İnsan, yeryüzünde yaşama ve var olma serüveninde bu güne dek hep elde ettiği kazanımları, yarattığı ve sahip olduğu maddi ve manevi değerleri koruma; özgür, eşit ve onurlu yaşama mücadelesi içinde olmuştur. Yüzyıllarca süren bu mücadele sonucunda; yaşama hakkı başta olmak üzere, düşünce ve inanç özgürlüğü, konut dokunulmazlığı, özel hayatın gizliliği gibi bireysel haklar; hukukun üstünlüğü, masumiyet karinesi ve yargılanma hakkı gibi modern toplum ve devlet anlayışının çerçevesini çizen temel ilkeler günümüz insanının vazgeçilmez, dokunulmaz, devredilmez temel değerleri haline gelmiştir. Bu değerler özellikle 20. yüzyılın ikinci yarısından itibaren tüm modern ve demokratik devletlerin anayasalarına yansımış, “Temel Haklar” başlığı altında en üst düzeyde koruma altına alınmıştır.

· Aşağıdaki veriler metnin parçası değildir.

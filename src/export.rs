use std::fs::File;
use std::io::{self, BufWriter, Write};
use std::path::{Path, PathBuf};
use std::str::FromStr;

use base64::engine::general_purpose::STANDARD as BASE64;
use base64::Engine;
use chrono::Local;
use log::info;
use rusqlite::types::Value;
use serde_json::{Map as JsonMap, Value as JsonValue};

use crate::database::Database;
use crate::ddl::ast::ObjectCategory;
use crate::ddl::quote;
use crate::error::ReliteError;
use crate::schema::{Catalog, SchemaObject};
use crate::utils::Utils;

#[derive(Debug, Clone, Copy, PartialEq, Eq)]
pub enum ExportFormat {
    Sql,
    Json,
    Csv,
}

impl FromStr for ExportFormat {
    type Err = ReliteError;
    fn from_str(s: &str) -> Result<Self, ReliteError> {
        match s.to_lowercase().as_str() {
            "sql" => Ok(ExportFormat::Sql),
            "json" => Ok(ExportFormat::Json),
            "csv" => Ok(ExportFormat::Csv),
            _ => Err(ReliteError::Error("Invalid format specified.".to_string())),
        }
    }
}

impl ExportFormat {
    pub fn from_path(path: &Path) -> Option<ExportFormat> {
        path.extension()
            .and_then(|e| e.to_str())
            .and_then(|e| e.parse().ok())
    }
}

pub struct Export {}

impl Export {
    pub fn run(
        db_path: &Path,
        outfile: Option<&Path>,
        format: Option<ExportFormat>,
        table: Option<&str>,
        overwrite: bool,
    ) -> Result<(), ReliteError> {
        let db = Database::open(db_path)?;
        let catalog = db.catalog()?;

        let format = format
            .or_else(|| outfile.and_then(ExportFormat::from_path))
            .unwrap_or(ExportFormat::Sql);
        if format == ExportFormat::Csv && table.is_none() {
            return Err(ReliteError::Error(
                "CSV export requires --table".to_string(),
            ));
        }
        if let Some(table) = table {
            if !catalog.contains(ObjectCategory::Table, table) {
                return Err(ReliteError::Error(format!("No such table: {}", table)));
            }
        }

        let target = resolve_outfile(outfile, overwrite);
        let mut rows_written = 0usize;
        {
            let mut writer: Box<dyn Write> = match &target {
                Some(path) => Box::new(BufWriter::new(File::create(path)?)),
                None => Box::new(io::stdout()),
            };
            match format {
                ExportFormat::Sql => {
                    rows_written = write_sql(&db, &catalog, table, &mut writer)?
                }
                ExportFormat::Json => {
                    rows_written = write_json(&db, &catalog, table, &mut writer)?
                }
                ExportFormat::Csv => {
                    // Checked above.
                    let table = table.unwrap_or_default();
                    rows_written = write_csv(&db, &catalog, table, &mut writer)?;
                }
            }
            writer.flush()?;
        }

        if let Some(path) = &target {
            let size = path.metadata().map(|m| m.len()).unwrap_or(0);
            info!(
                "Exported {} to {} ({})",
                Utils::plural("row", rows_written),
                path.display(),
                Utils::format_bytes(size)
            );
            println!(
                "Wrote {} ({}, {}).",
                path.display(),
                Utils::format_bytes(size),
                Utils::plural("row", rows_written)
            );
        }
        Ok(())
    }
}

fn resolve_outfile(outfile: Option<&Path>, overwrite: bool) -> Option<PathBuf> {
    let path = outfile?;
    if overwrite {
        Some(path.to_path_buf())
    } else {
        Some(Utils::unique_path(path))
    }
}

fn exported_tables<'a>(catalog: &'a Catalog, table: Option<&str>) -> Vec<&'a SchemaObject> {
    catalog
        .objects(ObjectCategory::Table)
        .filter(|o| table.map(|t| Utils::lceq(&o.name, t)).unwrap_or(true))
        .collect()
}

/// Reads all rows of a table, passing column names and values to `emit`.
fn scan_rows<F>(db: &Database, table: &str, mut emit: F) -> Result<usize, ReliteError>
where
    F: FnMut(&[String], &[Value]) -> Result<(), ReliteError>,
{
    let mut stmt = db
        .conn()
        .prepare(&format!("SELECT * FROM {}", quote(table)))?;
    let columns: Vec<String> = stmt.column_names().iter().map(|c| c.to_string()).collect();
    let mut rows = stmt.query([])?;
    let mut count = 0usize;
    while let Some(row) = rows.next()? {
        let mut values = Vec::with_capacity(columns.len());
        for i in 0..columns.len() {
            values.push(row.get::<_, Value>(i)?);
        }
        emit(&columns, &values)?;
        count += 1;
    }
    Ok(count)
}

pub(crate) fn insert_statement(table: &str, values: &[Value]) -> String {
    let literals: Vec<String> = values.iter().map(Utils::sql_literal).collect();
    format!(
        "INSERT INTO {} VALUES ({});",
        quote(table),
        literals.join(", ")
    )
}

fn write_sql(
    db: &Database,
    catalog: &Catalog,
    table: Option<&str>,
    w: &mut dyn Write,
) -> Result<usize, ReliteError> {
    let path = db
        .path()
        .map(|p| p.display().to_string())
        .unwrap_or_else(|| ":memory:".to_string());
    writeln!(w, "-- Source: {}", path)?;
    writeln!(w, "-- Exported: {}", Local::now().format("%Y-%m-%d %H:%M:%S"))?;
    writeln!(w, "PRAGMA foreign_keys = off;")?;
    writeln!(w, "BEGIN TRANSACTION;")?;
    writeln!(w)?;

    let mut rows_written = 0usize;
    for object in exported_tables(catalog, table) {
        writeln!(w, "{};", object.sql.trim_end().trim_end_matches(';'))?;
        rows_written += scan_rows(db, &object.name, |_, values| {
            writeln!(w, "{}", insert_statement(&object.name, values))?;
            Ok(())
        })?;
        writeln!(w)?;
    }

    for category in [
        ObjectCategory::Index,
        ObjectCategory::View,
        ObjectCategory::Trigger,
    ] {
        for object in catalog.objects(category) {
            if let Some(table) = table {
                if !Utils::lceq(&object.tbl_name, table) {
                    continue;
                }
            }
            writeln!(w, "{};", object.sql.trim_end().trim_end_matches(';'))?;
        }
    }

    writeln!(w)?;
    writeln!(w, "COMMIT;")?;
    writeln!(w, "PRAGMA foreign_keys = on;")?;
    Ok(rows_written)
}

pub(crate) fn value_to_json(value: &Value) -> JsonValue {
    match value {
        Value::Null => JsonValue::Null,
        Value::Integer(i) => JsonValue::from(*i),
        Value::Real(r) => JsonValue::from(*r),
        Value::Text(t) => JsonValue::from(t.clone()),
        Value::Blob(b) => {
            let mut blob = JsonMap::new();
            blob.insert("$blob".to_string(), JsonValue::from(BASE64.encode(b)));
            JsonValue::Object(blob)
        }
    }
}

fn write_json(
    db: &Database,
    catalog: &Catalog,
    table: Option<&str>,
    w: &mut dyn Write,
) -> Result<usize, ReliteError> {
    let mut root = JsonMap::new();
    let mut rows_written = 0usize;
    for object in exported_tables(catalog, table) {
        let mut rows = Vec::new();
        rows_written += scan_rows(db, &object.name, |columns, values| {
            let mut row = JsonMap::new();
            for (column, value) in columns.iter().zip(values) {
                row.insert(column.clone(), value_to_json(value));
            }
            rows.push(JsonValue::Object(row));
            Ok(())
        })?;
        root.insert(object.name.clone(), JsonValue::Array(rows));
    }
    serde_json::to_writer_pretty(&mut *w, &JsonValue::Object(root))?;
    writeln!(w)?;
    Ok(rows_written)
}

/// Quotes a CSV field when it holds the delimiter, quotes, or line breaks.
pub(crate) fn csv_field(value: &str) -> String {
    if value.contains(',') || value.contains('"') || value.contains('\n') || value.contains('\r')
    {
        format!("\"{}\"", value.replace('"', "\"\""))
    } else {
        value.to_string()
    }
}

pub(crate) fn value_to_csv(value: &Value) -> String {
    match value {
        Value::Null => String::new(),
        Value::Integer(i) => i.to_string(),
        Value::Real(r) => r.to_string(),
        Value::Text(t) => csv_field(t),
        Value::Blob(b) => csv_field(&BASE64.encode(b)),
    }
}

fn write_csv(
    db: &Database,
    catalog: &Catalog,
    table: &str,
    w: &mut dyn Write,
) -> Result<usize, ReliteError> {
    let object = catalog
        .get(ObjectCategory::Table, table)
        .ok_or_else(|| ReliteError::Error(format!("No such table: {}", table)))?;
    let mut header_written = false;
    let rows_written = scan_rows(db, &object.name, |columns, values| {
        if !header_written {
            let header: Vec<String> = columns.iter().map(|c| csv_field(c)).collect();
            writeln!(w, "{}", header.join(","))?;
            header_written = true;
        }
        let fields: Vec<String> = values.iter().map(value_to_csv).collect();
        writeln!(w, "{}", fields.join(","))?;
        Ok(())
    })?;
    if !header_written {
        // Empty table: still emit the header row.
        let def = object
            .table_def()
            .ok_or_else(|| ReliteError::Error(format!("No such table: {}", table)))?;
        let header: Vec<String> = def.columns.iter().map(|c| csv_field(&c.name)).collect();
        writeln!(w, "{}", header.join(","))?;
    }
    Ok(rows_written)
}

#[cfg(test)]
mod tests {
    use super::*;
    use pretty_assertions::assert_eq;

    fn seeded_db() -> Database {
        let db = Database::open_in_memory().unwrap();
        db.conn()
            .execute_batch(
                "CREATE TABLE t (a INTEGER, b TEXT);
                 CREATE INDEX idx_t_a ON t (a);
                 INSERT INTO t VALUES (1, 'x');
                 INSERT INTO t VALUES (2, 'has, comma');",
            )
            .unwrap();
        db
    }

    #[test]
    fn test_write_sql_dump() {
        let db = seeded_db();
        let catalog = db.catalog().unwrap();
        let mut out = Vec::new();
        let rows = write_sql(&db, &catalog, None, &mut out).unwrap();
        let text = String::from_utf8(out).unwrap();
        assert_eq!(rows, 2);
        assert!(text.contains("CREATE TABLE t"));
        assert!(text.contains("INSERT INTO t VALUES (1, 'x');"));
        assert!(text.contains("CREATE INDEX idx_t_a"));
        assert!(text.starts_with("-- Source:"));
        assert!(text.contains("BEGIN TRANSACTION;"));
        assert!(text.trim_end().ends_with("PRAGMA foreign_keys = on;"));
    }

    #[test]
    fn test_write_json() {
        let db = seeded_db();
        let catalog = db.catalog().unwrap();
        let mut out = Vec::new();
        write_json(&db, &catalog, None, &mut out).unwrap();
        let value: JsonValue = serde_json::from_slice(&out).unwrap();
        assert_eq!(value["t"][0]["a"], JsonValue::from(1));
        assert_eq!(value["t"][1]["b"], JsonValue::from("has, comma"));
    }

    #[test]
    fn test_write_csv_quotes_fields() {
        let db = seeded_db();
        let catalog = db.catalog().unwrap();
        let mut out = Vec::new();
        write_csv(&db, &catalog, "t", &mut out).unwrap();
        let text = String::from_utf8(out).unwrap();
        let lines: Vec<&str> = text.lines().collect();
        assert_eq!(lines[0], "a,b");
        assert_eq!(lines[1], "1,x");
        assert_eq!(lines[2], "2,\"has, comma\"");
    }

    #[test]
    fn test_format_inference() {
        assert_eq!(
            ExportFormat::from_path(Path::new("out.json")),
            Some(ExportFormat::Json)
        );
        assert_eq!(
            ExportFormat::from_path(Path::new("out.sql")),
            Some(ExportFormat::Sql)
        );
        assert_eq!(ExportFormat::from_path(Path::new("out.bin")), None);
        assert!("xlsx".parse::<ExportFormat>().is_err());
    }

    #[test]
    fn test_blob_round_trips_as_base64() {
        let json = value_to_json(&Value::Blob(vec![1, 2, 3]));
        assert_eq!(json["$blob"], JsonValue::from("AQID"));
    }
}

Ne üzücüdür ki günümüzde insan hakları konusunda yazıp çizen bazı kişilerin ve hatta bu alanda akademik çalışma yapan, tez hazırlayan bazı araştırmacıların, akademisyenlerin insan hakları ile ilgili temel algıları ve anlatımları şu önemli yanılgıyı, yanlışı içermektedir: Yüzyıllarca ve hatta binlerce yıl önce, bazı ülkelerde, bazı hükümdarlar, krallar, padişahlar çok iyi insanlarmış; insanı, diğer canlıları ve doğayı çok severlermiş. İşte bu iyi, yufka yürekli hükümdarların yönetimindeki ülkelerde; çok adaletli düzen varmış ve insanların sahip olduğu hak ve özgürlükler o çok adil hükümdarların güvencesindeymiş! Oysa “size her istediğini veren güç, günü gelir sizden her istediğini de alır.” Bu nedenle bilmeliyiz ki, bilinmelidir ki bu türden yaklaşımların ve söylemlerin günümüzdeki insan hakları anlayışı ile hiçbir ilgisi yoktur. Bugün tüm demokratik toplumlarda insanın sahip olduğu hak ve özgürlükler tek bir insanın iki dudağı arasındaki haklarla, o tek insanın iyi niyetiyle, inayeti ve insaniyetiyle, adalet anlayışıyla ifade edilmez, edilmemelidir. Çünkü tarih boyunca tüm toplumlarda hak ve özgürlükler, mutlak yetkili hükümdarların gücünün ve yetkilerinin sınırlandırılması mücadelesi sonucunda elde edilmiştir. Günümüzde insan hakları anayasa ve yasalarla, uluslararası sözleşmelerle yazılı olarak ortaya konulan ve en üst düzeyde devlet güvencesi altına alınan hakları ve özgürlükleri ifade eder.